January 26, 2008

Opini: Ramalan Raffles dan Du Bus

-- Sri-Edi Swasono*

PADA awal abad ke-20 masalah kepadatan penduduk Pulau Jawa bukanlah hal yang baru, yang telah dikaitkan dengan kelaparan dan kemelaratan. Pada tahun 1815 gejala kelebihan penduduk (over population) Pulau Jawa telah disinggung oleh Gubernur Jenderal Inggris di Jawa, Thomas Stamford Raffles (1781-1826), dalam bukunya yang terkenal The History of Java, Vol I, hal 68-72.

Raffles mulai melihat pulau-pulau lain yang langka penduduknya. Dikatakannya, tanah yang subur sekali, perkawinan usia muda, poligami, usia lanjut, daerah pertanian yang sehat, dan lebih suka damai daripada perang merupakan unsur-unsur pendorong pertumbuhan penduduk Pulau Jawa. Komisaris Jenderal Du Bus de Gisignies pada tahun 1827 (Rapport van de Commisaries-General over het Stelsel van Kolonisatie, 1827, hal 48) telah pula mencemaskan kelebihan penduduk Pulau Jawa. Du Bus memperkirakan bahwa suatu ketika seluruh tanah Jawa akan penuh manusia berimpit-impitan. Pada tahun 1815 penduduk Pulau Jawa sebanyak 4.615.270 orang (Raffles, op. cit., hal 63).

Ide ”kolonisasi” bermula dari keyakinan tentang adanya kelebihan penduduk Pulau Jawa ini, maka pada tahun 1905 mulailah diberangkatkan pertama kalinya 155 kepala keluarga asal Jawa (Kedu) ke Gedong Tataan, Lampung, dalam rangka ”kolonisasi” (sekarang dengan nama ”transmigrasi”). Ada terdengar pula alasan menyiapkan kuli murah untuk Sumatera Utara setelah UU Agraria 1870.
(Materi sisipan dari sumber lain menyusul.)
//! # Log Stream Transcoder
//!
//! Decodes a container's multiplexed log stream into structured [`LogLine`]s.
//!
//! Each frame is an 8-byte header followed by a payload. Header byte 0 selects the
//! origin stream (1 = stdout, 2 = stderr), bytes 4..8 hold the payload length as a
//! big-endian `u32`, and the remaining header bytes are ignored. Frames may arrive
//! split across or packed into arbitrary chunks.
//!
//! The transcoder is a lazy, non-restartable [`Stream`]. It ends when the upstream
//! ends, or early when the consumer calls [`LogStreamTranscoder::stop`].

use crate::container::{ContainerError, LogByteStream};
use bytes::{Buf, BufMut, Bytes, BytesMut};
use futures::Stream;
use regex::Regex;
use serde::Serialize;
use std::pin::Pin;
use std::sync::OnceLock;
use std::task::{Context, Poll};

pub const STDOUT_STREAM: u8 = 1;
pub const STDERR_STREAM: u8 = 2;
pub const FRAME_HEADER_LEN: usize = 8;
/// Largest payload accepted in one frame before the stream is treated as corrupt
pub const MAX_FRAME_LEN: usize = 16 * 1024 * 1024;

#[derive(Debug, Clone, PartialEq, Eq, Serialize)]
pub struct LogLine {
    pub message: String,
    pub is_error: bool,
    #[serde(skip_serializing_if = "Option::is_none")]
    pub timestamp: Option<String>,
}

/// Build one multiplexed frame
pub fn encode_frame(stream: u8, payload: &[u8]) -> Bytes {
    let mut frame = BytesMut::with_capacity(FRAME_HEADER_LEN + payload.len());
    frame.put_u8(stream);
    frame.put_bytes(0, 3);
    frame.put_u32(payload.len() as u32);
    frame.put_slice(payload);
    frame.freeze()
}

fn timestamp_pattern() -> &'static Regex {
    static PATTERN: OnceLock<Regex> = OnceLock::new();
    PATTERN.get_or_init(|| {
        Regex::new(
            r"^(\d{4}-\d{2}-\d{2}T\d{2}:\d{2}:\d{2}(?:\.\d+)?(?:Z|[+-]\d{2}:\d{2}))\s?",
        )
        .expect("timestamp pattern is valid")
    })
}

/// Split a leading RFC3339-style timestamp from the message, if present
pub fn split_timestamp(text: &str) -> (Option<String>, &str) {
    match timestamp_pattern().captures(text) {
        Some(caps) => {
            let whole = caps.get(0).map_or(0, |m| m.end());
            let ts = caps.get(1).map(|m| m.as_str().to_string());
            (ts, &text[whole..])
        }
        None => (None, text),
    }
}

pub struct LogStreamTranscoder {
    upstream: Option<LogByteStream>,
    buffer: BytesMut,
    filter: Option<String>,
    timestamps: bool,
    max_frame_len: usize,
}

impl LogStreamTranscoder {
    pub fn new(upstream: LogByteStream) -> Self {
        Self {
            upstream: Some(upstream),
            buffer: BytesMut::new(),
            filter: None,
            timestamps: false,
            max_frame_len: MAX_FRAME_LEN,
        }
    }

    pub fn with_max_frame_len(mut self, max_frame_len: usize) -> Self {
        self.max_frame_len = max_frame_len;
        self
    }

    /// Drop frames whose payload does not contain `filter`
    pub fn with_filter(mut self, filter: impl Into<String>) -> Self {
        self.filter = Some(filter.into()).filter(|f: &String| !f.is_empty());
        self
    }

    /// Recognize and split a leading timestamp on every line
    pub fn with_timestamps(mut self, enabled: bool) -> Self {
        self.timestamps = enabled;
        self
    }

    /// Disconnect from the upstream. The stream then ends without an error.
    pub fn stop(&mut self) {
        self.upstream = None;
        self.buffer.clear();
    }

    pub fn is_stopped(&self) -> bool {
        self.upstream.is_none()
    }

    /// Pop complete frames off the buffer until one survives the filter
    fn next_buffered_line(&mut self) -> Option<Result<LogLine, ContainerError>> {
        while self.buffer.len() >= FRAME_HEADER_LEN {
            let stream = self.buffer[0];
            let len = u32::from_be_bytes([
                self.buffer[4],
                self.buffer[5],
                self.buffer[6],
                self.buffer[7],
            ]) as usize;
            if len > self.max_frame_len {
                self.stop();
                return Some(Err(ContainerError::InvalidResponse(format!(
                    "log frame of {len} bytes exceeds the {} byte limit",
                    self.max_frame_len
                ))));
            }
            if self.buffer.len() < FRAME_HEADER_LEN + len {
                return None;
            }

            self.buffer.advance(FRAME_HEADER_LEN);
            let payload = self.buffer.split_to(len);
            if let Some(line) = self.decode(stream, &payload) {
                return Some(Ok(line));
            }
        }
        None
    }

    fn decode(&self, stream: u8, payload: &[u8]) -> Option<LogLine> {
        let text = String::from_utf8_lossy(payload);
        let text = text.trim_end_matches(['\n', '\r']);

        if let Some(filter) = &self.filter {
            if !text.contains(filter.as_str()) {
                return None;
            }
        }

        let (timestamp, message) = if self.timestamps {
            split_timestamp(text)
        } else {
            (None, text)
        };

        Some(LogLine {
            message: message.to_string(),
            is_error: stream == STDERR_STREAM,
            timestamp,
        })
    }
}

impl Stream for LogStreamTranscoder {
    type Item = Result<LogLine, ContainerError>;

    fn poll_next(mut self: Pin<&mut Self>, cx: &mut Context<'_>) -> Poll<Option<Self::Item>> {
        let this = &mut *self;
        loop {
            if let Some(item) = this.next_buffered_line() {
                return Poll::Ready(Some(item));
            }

            let Some(upstream) = this.upstream.as_mut() else {
                return Poll::Ready(None);
            };

            match upstream.as_mut().poll_next(cx) {
                Poll::Ready(Some(Ok(chunk))) => this.buffer.extend_from_slice(&chunk),
                Poll::Ready(Some(Err(err))) => return Poll::Ready(Some(Err(err))),
                Poll::Ready(None) => {
                    // A trailing partial frame is discarded
                    this.upstream = None;
                    this.buffer.clear();
                    return Poll::Ready(None);
                }
                Poll::Pending => return Poll::Pending,
            }
        }
    }
}
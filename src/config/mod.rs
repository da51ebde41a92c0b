//! # Engine Configuration
//!
//! Layered configuration for the execution engine, loaded through the `config` crate.
//!
//! ## Sources (later overrides earlier)
//!
//! 1. Built-in defaults ([`EngineConfig::default`])
//! 2. An optional `envflow.toml` / `envflow.yaml` / `envflow.json` in the working
//!    directory, or an explicit file passed on the command line
//! 3. `ENVFLOW__SECTION__KEY` environment variables, e.g. `ENVFLOW__RETRY__PULL__ATTEMPTS=5`
//!
//! ## Usage
//!
//! ```rust,no_run
//! use envflow::config::EngineConfig;
//!
//! # fn main() -> Result<(), Box<dyn std::error::Error>> {
//! let config = EngineConfig::load(None)?;
//! println!("pull attempts: {}", config.retry.pull.attempts);
//! # Ok(())
//! # }
//! ```

pub mod loader;

use crate::error::{EngineError, EngineResult};
use serde::{Deserialize, Serialize};
use std::path::Path;
use tracing::debug;

pub use loader::{LoadedWorkflow, PredicateRegistry, WorkflowLoader};

/// Environment variable prefix for overrides
pub const ENV_PREFIX: &str = "ENVFLOW";

/// Root configuration structure
#[derive(Debug, Clone, Default, Deserialize, Serialize)]
#[serde(default)]
pub struct EngineConfig {
    /// Backoff settings for container operations
    pub retry: RetryConfig,

    /// Container runtime settings
    pub container: ContainerConfig,

    /// Logging output settings
    pub logging: LoggingConfig,
}

#[derive(Debug, Clone, Deserialize, Serialize)]
#[serde(default)]
pub struct RetryConfig {
    pub pull: RetrySettings,
    pub start: RetrySettings,
}

impl Default for RetryConfig {
    fn default() -> Self {
        Self {
            pull: RetrySettings {
                attempts: 3,
                initial_delay_ms: 1000,
                max_delay_ms: 10_000,
                backoff_factor: 2.0,
            },
            start: RetrySettings {
                attempts: 3,
                initial_delay_ms: 500,
                max_delay_ms: 5000,
                backoff_factor: 2.0,
            },
        }
    }
}

#[derive(Debug, Clone, PartialEq, Deserialize, Serialize)]
pub struct RetrySettings {
    pub attempts: u32,
    pub initial_delay_ms: u64,
    pub max_delay_ms: u64,
    pub backoff_factor: f64,
}

impl RetrySettings {
    fn validate(&self, name: &str) -> EngineResult<()> {
        if self.attempts == 0 {
            return Err(EngineError::configuration(format!(
                "retry.{name}.attempts must be at least 1"
            )));
        }
        if !self.backoff_factor.is_finite() || self.backoff_factor < 1.0 {
            return Err(EngineError::configuration(format!(
                "retry.{name}.backoff_factor must be a finite number >= 1.0"
            )));
        }
        if self.initial_delay_ms > self.max_delay_ms {
            return Err(EngineError::configuration(format!(
                "retry.{name}.initial_delay_ms exceeds max_delay_ms"
            )));
        }
        Ok(())
    }
}

#[derive(Debug, Clone, Deserialize, Serialize)]
#[serde(default)]
pub struct ContainerConfig {
    /// Container CLI executable
    pub binary: String,
    /// Label key marking containers this engine created
    pub managed_label: String,
}

impl Default for ContainerConfig {
    fn default() -> Self {
        Self {
            binary: "docker".to_string(),
            managed_label: "envflow.managed".to_string(),
        }
    }
}

#[derive(Debug, Clone, Copy, Default, PartialEq, Eq, Deserialize, Serialize)]
#[serde(rename_all = "lowercase")]
pub enum LogFormat {
    #[default]
    Pretty,
    Json,
}

#[derive(Debug, Clone, Default, Deserialize, Serialize)]
#[serde(default)]
pub struct LoggingConfig {
    /// Filter directive; `RUST_LOG` wins when set. Defaults by environment.
    pub level: Option<String>,
    pub format: LogFormat,
}

impl EngineConfig {
    /// Load defaults, then the optional file, then environment overrides
    pub fn load(path: Option<&Path>) -> EngineResult<Self> {
        let defaults = config::Config::try_from(&EngineConfig::default())?;
        let mut builder = config::Config::builder().add_source(defaults);

        builder = match path {
            Some(path) => {
                debug!(path = %path.display(), "Loading engine configuration file");
                builder.add_source(config::File::from(path).required(true))
            }
            None => builder.add_source(config::File::with_name("envflow").required(false)),
        };

        let config: EngineConfig = builder
            .add_source(
                config::Environment::with_prefix(ENV_PREFIX)
                    .separator("__")
                    .try_parsing(true),
            )
            .build()?
            .try_deserialize()?;

        config.validate()?;
        Ok(config)
    }

    pub fn validate(&self) -> EngineResult<()> {
        self.retry.pull.validate("pull")?;
        self.retry.start.validate("start")?;
        if self.container.binary.trim().is_empty() {
            return Err(EngineError::configuration("container.binary must not be empty"));
        }
        if self.container.managed_label.trim().is_empty() {
            return Err(EngineError::configuration(
                "container.managed_label must not be empty",
            ));
        }
        Ok(())
    }
}

#[cfg(test)]
mod tests {
    use super::*;
    use std::io::Write;

    #[test]
    fn test_defaults_are_valid() {
        let config = EngineConfig::default();
        assert!(config.validate().is_ok());
        assert_eq!(config.retry.pull.attempts, 3);
        assert_eq!(config.container.binary, "docker");
        assert_eq!(config.logging.format, LogFormat::Pretty);
    }

    #[test]
    fn test_load_file_overrides_defaults() {
        let mut file = tempfile::Builder::new().suffix(".toml").tempfile().unwrap();
        writeln!(
            file,
            "[retry.pull]\nattempts = 5\ninitial_delay_ms = 10\nmax_delay_ms = 100\nbackoff_factor = 3.0\n\n[logging]\nformat = \"json\""
        )
        .unwrap();

        let config = EngineConfig::load(Some(file.path())).unwrap();
        assert_eq!(config.retry.pull.attempts, 5);
        assert_eq!(config.retry.pull.backoff_factor, 3.0);
        // Untouched sections keep their defaults
        assert_eq!(config.retry.start.attempts, 3);
        assert_eq!(config.logging.format, LogFormat::Json);
    }

    #[test]
    fn test_validation_rejects_zero_attempts() {
        let mut config = EngineConfig::default();
        config.retry.start.attempts = 0;
        let err = config.validate().unwrap_err();
        assert!(err.to_string().contains("retry.start.attempts"));
    }

    #[test]
    fn test_validation_rejects_shrinking_backoff() {
        let mut config = EngineConfig::default();
        config.retry.pull.backoff_factor = 0.5;
        assert!(config.validate().is_err());
    }
}
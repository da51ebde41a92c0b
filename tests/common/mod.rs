#![allow(dead_code)]

pub mod mocks;
pub mod strategies;

pub use mocks::*;
pub use strategies::*;

use envflow::workflow::ExecutionContext;

/// Context rooted in a fresh temporary directory
pub fn temp_context() -> (tempfile::TempDir, ExecutionContext) {
    let dir = tempfile::tempdir().expect("create temp dir");
    let ctx = ExecutionContext::new(dir.path());
    (dir, ctx)
}
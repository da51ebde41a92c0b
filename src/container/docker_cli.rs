//! # Docker CLI Client
//!
//! [`ContainerApi`] over the `docker` executable. Every call is one short-lived
//! child process, except `logs`, which keeps `docker logs` attached and re-frames its
//! stdout/stderr into the multiplexed format the log transcoder decodes.

use super::{
    ContainerApi, ContainerError, ContainerInspect, ContainerSummary, CreateContainerRequest,
    LogByteStream, LogOptions,
};
use crate::logs::{encode_frame, STDERR_STREAM, STDOUT_STREAM};
use async_trait::async_trait;
use futures::channel::mpsc;
use futures::SinkExt;
use serde::Deserialize;
use std::collections::BTreeMap;
use std::process::Stdio;
use tokio::io::{AsyncBufReadExt, BufReader};
use tokio::process::Command;
use tracing::{debug, warn};

const NOT_FOUND_MARKERS: &[&str] = &[
    "No such container",
    "No such object",
    "No such image",
    "not found",
];

#[derive(Debug, Clone)]
pub struct DockerCli {
    binary: String,
}

impl Default for DockerCli {
    fn default() -> Self {
        Self::new("docker")
    }
}

#[derive(Debug, Deserialize)]
#[serde(rename_all = "PascalCase")]
struct InspectDocument {
    id: String,
    name: String,
    state: InspectState,
    config: InspectConfig,
}

#[derive(Debug, Deserialize)]
#[serde(rename_all = "PascalCase")]
struct InspectState {
    running: bool,
}

#[derive(Debug, Deserialize)]
#[serde(rename_all = "PascalCase")]
struct InspectConfig {
    #[serde(default)]
    labels: Option<BTreeMap<String, String>>,
}

impl DockerCli {
    pub fn new(binary: impl Into<String>) -> Self {
        Self {
            binary: binary.into(),
        }
    }

    fn render(&self, args: &[String]) -> String {
        format!("{} {}", self.binary, args.join(" "))
    }

    /// Run one docker command to completion and return trimmed stdout
    async fn exec(&self, args: Vec<String>) -> Result<String, ContainerError> {
        debug!(command = %self.render(&args), "Invoking container runtime");

        let output = Command::new(&self.binary)
            .args(&args)
            .stdin(Stdio::null())
            .output()
            .await
            .map_err(ContainerError::Launch)?;

        if output.status.success() {
            return Ok(String::from_utf8_lossy(&output.stdout).trim().to_string());
        }

        let stderr = String::from_utf8_lossy(&output.stderr).trim().to_string();
        if NOT_FOUND_MARKERS.iter().any(|m| stderr.contains(m)) {
            return Err(ContainerError::NotFound(stderr));
        }
        Err(ContainerError::CommandFailed {
            command: self.render(&args),
            exit_code: output.status.code(),
            stderr,
        })
    }

    fn create_args(request: &CreateContainerRequest) -> Vec<String> {
        let mut args = vec!["create".to_string()];
        if let Some(name) = &request.name {
            args.push("--name".to_string());
            args.push(name.clone());
        }
        for (key, value) in &request.env {
            args.push("--env".to_string());
            args.push(format!("{key}={value}"));
        }
        for port in &request.ports {
            args.push("--publish".to_string());
            args.push(port.to_string());
        }
        for (key, value) in &request.labels {
            args.push("--label".to_string());
            args.push(format!("{key}={value}"));
        }
        args.push(request.image.clone());
        if let Some(command) = &request.command {
            args.extend(command.iter().cloned());
        }
        args
    }

    fn parse_inspect(raw: &str) -> Result<ContainerInspect, ContainerError> {
        let doc: InspectDocument = serde_json::from_str(raw)
            .map_err(|e| ContainerError::InvalidResponse(format!("inspect: {e}")))?;
        Ok(ContainerInspect {
            id: doc.id,
            name: doc.name.trim_start_matches('/').to_string(),
            running: doc.state.running,
            labels: doc.config.labels.unwrap_or_default(),
        })
    }

    fn parse_summaries(raw: &str) -> Vec<ContainerSummary> {
        raw.lines()
            .filter_map(|line| {
                let (id, name) = line.split_once('\t')?;
                Some(ContainerSummary {
                    id: id.trim().to_string(),
                    name: name.trim().to_string(),
                })
            })
            .collect()
    }
}

#[async_trait]
impl ContainerApi for DockerCli {
    async fn pull(&self, image: &str) -> Result<(), ContainerError> {
        self.exec(vec!["pull".into(), "--quiet".into(), image.into()])
            .await
            .map(|_| ())
    }

    async fn create_container(
        &self,
        request: &CreateContainerRequest,
    ) -> Result<String, ContainerError> {
        let id = self.exec(Self::create_args(request)).await?;
        if id.is_empty() {
            return Err(ContainerError::InvalidResponse(
                "create returned no container id".to_string(),
            ));
        }
        Ok(id)
    }

    async fn start(&self, id: &str) -> Result<(), ContainerError> {
        self.exec(vec!["start".into(), id.into()]).await.map(|_| ())
    }

    async fn stop(&self, id: &str) -> Result<(), ContainerError> {
        self.exec(vec!["stop".into(), id.into()]).await.map(|_| ())
    }

    async fn remove(&self, id: &str) -> Result<(), ContainerError> {
        self.exec(vec!["rm".into(), "--volumes".into(), id.into()])
            .await
            .map(|_| ())
    }

    async fn inspect(&self, id: &str) -> Result<ContainerInspect, ContainerError> {
        let raw = self
            .exec(vec![
                "inspect".into(),
                "--type".into(),
                "container".into(),
                "--format".into(),
                "{{json .}}".into(),
                id.into(),
            ])
            .await?;
        Self::parse_inspect(&raw)
    }

    async fn logs(&self, id: &str, options: &LogOptions) -> Result<LogByteStream, ContainerError> {
        // Surface a missing container as NotFound instead of an empty stream
        self.inspect(id).await?;

        let mut args = vec!["logs".to_string()];
        if options.follow {
            args.push("--follow".to_string());
        }
        if options.timestamps {
            args.push("--timestamps".to_string());
        }
        if let Some(tail) = options.tail {
            args.push("--tail".to_string());
            args.push(tail.to_string());
        }
        args.push(id.to_string());

        let mut child = Command::new(&self.binary)
            .args(&args)
            .stdin(Stdio::null())
            .stdout(Stdio::piped())
            .stderr(Stdio::piped())
            .kill_on_drop(true)
            .spawn()
            .map_err(ContainerError::Launch)?;

        let stdout = child.stdout.take().ok_or_else(|| {
            ContainerError::InvalidResponse("docker logs stdout unavailable".to_string())
        })?;
        let stderr = child.stderr.take().ok_or_else(|| {
            ContainerError::InvalidResponse("docker logs stderr unavailable".to_string())
        })?;

        let (mut tx, rx) = mpsc::channel(64);
        let container = id.to_string();

        tokio::spawn(async move {
            let mut out_lines = BufReader::new(stdout).lines();
            let mut err_lines = BufReader::new(stderr).lines();
            let (mut out_open, mut err_open) = (true, true);

            while out_open || err_open {
                let frame = tokio::select! {
                    line = out_lines.next_line(), if out_open => match line {
                        Ok(Some(line)) => Some(encode_frame(STDOUT_STREAM, format!("{line}\n").as_bytes())),
                        _ => { out_open = false; None }
                    },
                    line = err_lines.next_line(), if err_open => match line {
                        Ok(Some(line)) => Some(encode_frame(STDERR_STREAM, format!("{line}\n").as_bytes())),
                        _ => { err_open = false; None }
                    },
                };

                if let Some(frame) = frame {
                    if tx.send(Ok(frame)).await.is_err() {
                        // Consumer stopped; dropping the child kills `docker logs`
                        debug!(container = %container, "Log consumer disconnected");
                        return;
                    }
                }
            }

            match child.wait().await {
                Ok(status) if !status.success() => {
                    warn!(container = %container, status = %status, "docker logs exited unsuccessfully");
                }
                Err(e) => warn!(container = %container, error = %e, "Failed to reap docker logs"),
                _ => {}
            }
        });

        Ok(Box::pin(rx))
    }

    async fn list_managed(&self, label: &str) -> Result<Vec<ContainerSummary>, ContainerError> {
        let raw = self
            .exec(vec![
                "ps".into(),
                "--all".into(),
                "--filter".into(),
                format!("label={label}=true"),
                "--format".into(),
                "{{.ID}}\t{{.Names}}".into(),
            ])
            .await?;
        Ok(Self::parse_summaries(&raw))
    }
}
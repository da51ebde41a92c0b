//! Task lifecycle events.
//!
//! Every state change of a scheduled task is broadcast as a [`TaskTransition`].
//! Publishing never blocks and never fails: with no subscriber the event is dropped,
//! and a lagging subscriber loses the oldest events.

use crate::scheduler::TaskState;
use chrono::{DateTime, Utc};
use serde::Serialize;
use tokio::sync::broadcast;

#[derive(Debug, Clone, PartialEq, Eq, Serialize)]
pub struct TaskTransition {
    pub workflow: String,
    pub task: String,
    pub from: TaskState,
    pub to: TaskState,
    pub at: DateTime<Utc>,
}

impl TaskTransition {
    pub fn new(
        workflow: impl Into<String>,
        task: impl Into<String>,
        from: TaskState,
        to: TaskState,
    ) -> Self {
        Self {
            workflow: workflow.into(),
            task: task.into(),
            from,
            to,
            at: Utc::now(),
        }
    }
}

#[derive(Debug, Clone)]
pub struct EventPublisher {
    sender: broadcast::Sender<TaskTransition>,
}

impl EventPublisher {
    pub fn new(capacity: usize) -> Self {
        let (sender, _) = broadcast::channel(capacity.max(1));
        Self { sender }
    }

    /// Returns how many subscribers received the event
    pub fn publish(&self, event: TaskTransition) -> usize {
        // SendError only means nobody is listening
        self.sender.send(event).unwrap_or(0)
    }

    pub fn subscribe(&self) -> broadcast::Receiver<TaskTransition> {
        self.sender.subscribe()
    }

    pub fn subscriber_count(&self) -> usize {
        self.sender.receiver_count()
    }
}

impl Default for EventPublisher {
    fn default() -> Self {
        Self::new(1024)
    }
}

#[cfg(test)]
mod tests {
    use super::*;

    #[test]
    fn test_publish_without_subscribers_is_dropped() {
        let publisher = EventPublisher::default();
        let delivered = publisher.publish(TaskTransition::new(
            "dev",
            "db",
            TaskState::Pending,
            TaskState::Ready,
        ));
        assert_eq!(delivered, 0);
    }

    #[tokio::test]
    async fn test_subscriber_receives_transitions() {
        let publisher = EventPublisher::new(8);
        let mut rx = publisher.subscribe();
        assert_eq!(publisher.subscriber_count(), 1);

        publisher.publish(TaskTransition::new(
            "dev",
            "db",
            TaskState::Ready,
            TaskState::Running,
        ));

        let event = rx.recv().await.unwrap();
        assert_eq!(event.task, "db");
        assert_eq!(event.from, TaskState::Ready);
        assert_eq!(event.to, TaskState::Running);
    }
}
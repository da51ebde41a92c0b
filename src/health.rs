//! # Health Gate
//!
//! Single-shot readiness probes for started services. A probe answers healthy or not
//! and never fails, with one exception: a custom check without a predicate is a
//! configuration error, raised before any network activity.
//!
//! Retrying is the caller's business. [`HealthGate::wait_until_healthy`] composes a
//! probe with a constant-interval [`RetryPolicy`] built from the check's own
//! `retries` and `interval`.

use crate::error::{EngineError, EngineResult};
use crate::retry::RetryPolicy;
use crate::workflow::{HealthCheckSpec, HealthProbe};
use std::time::Duration;
use tokio::net::TcpStream;
use tracing::{debug, info};

#[derive(Debug, Clone)]
pub struct HealthGate {
    http: reqwest::Client,
}

impl Default for HealthGate {
    fn default() -> Self {
        // Probes target local services; never route them through a proxy. The probed
        // status is the one reported, so redirects are not followed.
        let http = reqwest::Client::builder()
            .no_proxy()
            .redirect(reqwest::redirect::Policy::none())
            .build()
            .unwrap_or_else(|_| reqwest::Client::new());
        Self::new(http)
    }
}

/// A probe that answered "not healthy"
#[derive(Debug, thiserror::Error)]
#[error("{probe} probe reported unhealthy")]
struct Unhealthy {
    probe: &'static str,
}

impl HealthGate {
    pub fn new(http: reqwest::Client) -> Self {
        Self { http }
    }

    /// Issue exactly one probe
    pub async fn probe(&self, spec: &HealthCheckSpec) -> EngineResult<bool> {
        let healthy = match &spec.probe {
            HealthProbe::Custom { predicate: None } => {
                return Err(EngineError::configuration(
                    "custom health check has no predicate",
                ));
            }
            HealthProbe::Custom {
                predicate: Some(predicate),
            } => predicate.is_healthy().await,
            HealthProbe::Tcp { host, port } => self.probe_tcp(host, *port, spec.timeout).await,
            HealthProbe::Http { host, port, path } => {
                self.probe_http(host, *port, path, spec.timeout).await
            }
        };

        debug!(probe = spec.probe.kind(), healthy, "Health probe finished");
        Ok(healthy)
    }

    async fn probe_tcp(&self, host: &str, port: u16, timeout: Duration) -> bool {
        match tokio::time::timeout(timeout, TcpStream::connect((host, port))).await {
            Ok(Ok(_stream)) => true,
            Ok(Err(e)) => {
                debug!(host, port, error = %e, "TCP probe connection failed");
                false
            }
            Err(_) => {
                debug!(host, port, timeout_ms = timeout.as_millis() as u64, "TCP probe timed out");
                false
            }
        }
    }

    async fn probe_http(&self, host: &str, port: u16, path: &str, timeout: Duration) -> bool {
        let url = format!("http://{host}:{port}{path}");
        match self.http.get(&url).timeout(timeout).send().await {
            Ok(response) => {
                let status = response.status();
                debug!(url = %url, status = status.as_u16(), "HTTP probe response");
                status.as_u16() < 400
            }
            Err(e) => {
                debug!(url = %url, error = %e, "HTTP probe request failed");
                false
            }
        }
    }

    /// Probe until healthy or the check's retries are exhausted.
    ///
    /// Returns `HealthCheck` naming `task` when the service never became ready.
    pub async fn wait_until_healthy(&self, task: &str, spec: &HealthCheckSpec) -> EngineResult<()> {
        spec.validate()?;

        let policy = RetryPolicy::constant(spec.retries, spec.interval);
        let operation = format!("health check for task '{task}'");
        let probe_kind = spec.probe.kind();

        let result = policy
            .run(&operation, |attempt| async move {
                debug!(task, attempt, probe = probe_kind, "Probing service health");
                match self.probe(spec).await {
                    Ok(true) => Ok(()),
                    Ok(false) => Err(Unhealthy { probe: probe_kind }),
                    // validate() above rules out configuration errors here
                    Err(_) => Err(Unhealthy { probe: probe_kind }),
                }
            })
            .await;

        match result {
            Ok(()) => {
                info!(task, probe = probe_kind, "✅ Service is healthy");
                Ok(())
            }
            Err(err) => Err(EngineError::HealthCheck {
                task: task.to_string(),
                attempts: err.attempts,
                last_error: err.source.to_string(),
            }),
        }
    }
}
Perkembangan penduduk Pulau Jawa adalah 34,4 juta (1920), 41,7 juta (1930), 48,4 juta (1940) dan 60 juta (1950, dibulatkan). Sekarang penduduk Pulau Jawa sekitar 132 juta atau sebesar 60 persen penduduk Indonesia meskipun luas Pulau Jawa hanya 6,95 persen dari luas areal Indonesia. Kepadatan penduduk Pulau Jawa 1.020 orang per kilometer persegi, berarti hampir 10 kali dari rata-rata kepadatan nasional sebesar 120 orang per kilometer persegi. Kelebihan pendudukkah Pulau Jawa? Jawabannya tegas, ya! (Betapapun batasannya relatif).

Transmigrasi


Sejak awal kemerdekaan dalam Konferensi Ekonomi di Yogyakarta (3 Februari 1946), Wakil Presiden RI menegaskan bahwa ”transmigrasi bagi Indonesia merupakan keharusan di dalam pembangunan nasional, transmigrasi merupakan kewajiban kita membangun Indonesia”.

Tentulah menarik sekali menyimak pendapat Wakil Presiden Jusuf Kalla yang tepat bahwa banjir dan tanah longsor di Jawa Tengah dan Jawa Timur perlu diberi jalan keluar melalui transmigrasi.

Pendapat Wakil Presiden ini dapat kita benarkan mengingat musibah tahunan ini akan terjadi terus-menerus sampai kita bisa mengatasi kerusakan lingkungan yang sangat parah, yaitu hilangnya hutan dan pepohonan di bantaran sungai-sungai, di pegunungan dan gunung-gunung, bendungan yang rawan jebol, tak terkendalinya alih fungsi lereng-lereng pegunungan menjadi pertanian pangan subsistan, disertai perubahan iklim yang memperparah keadaan.

Malapetaka alam yang terjadi sekali-kali dan tidak terduga adalah malapetaka yang harus diatasi bersama oleh pemerintah dan masyarakat berdasar rasa bersama sebagai wujud tanggung jawab sosial, kesetiakawanan, dan ukhuwah nasional kita. Namun, malapetaka yang rutin, sangat me- ngenaskan, yang pasti terjadi setiap tahun, adalah suatu beban yang melelahkan dan membosankan, sekaligus merupakan beban sosial dan beban anggaran negara.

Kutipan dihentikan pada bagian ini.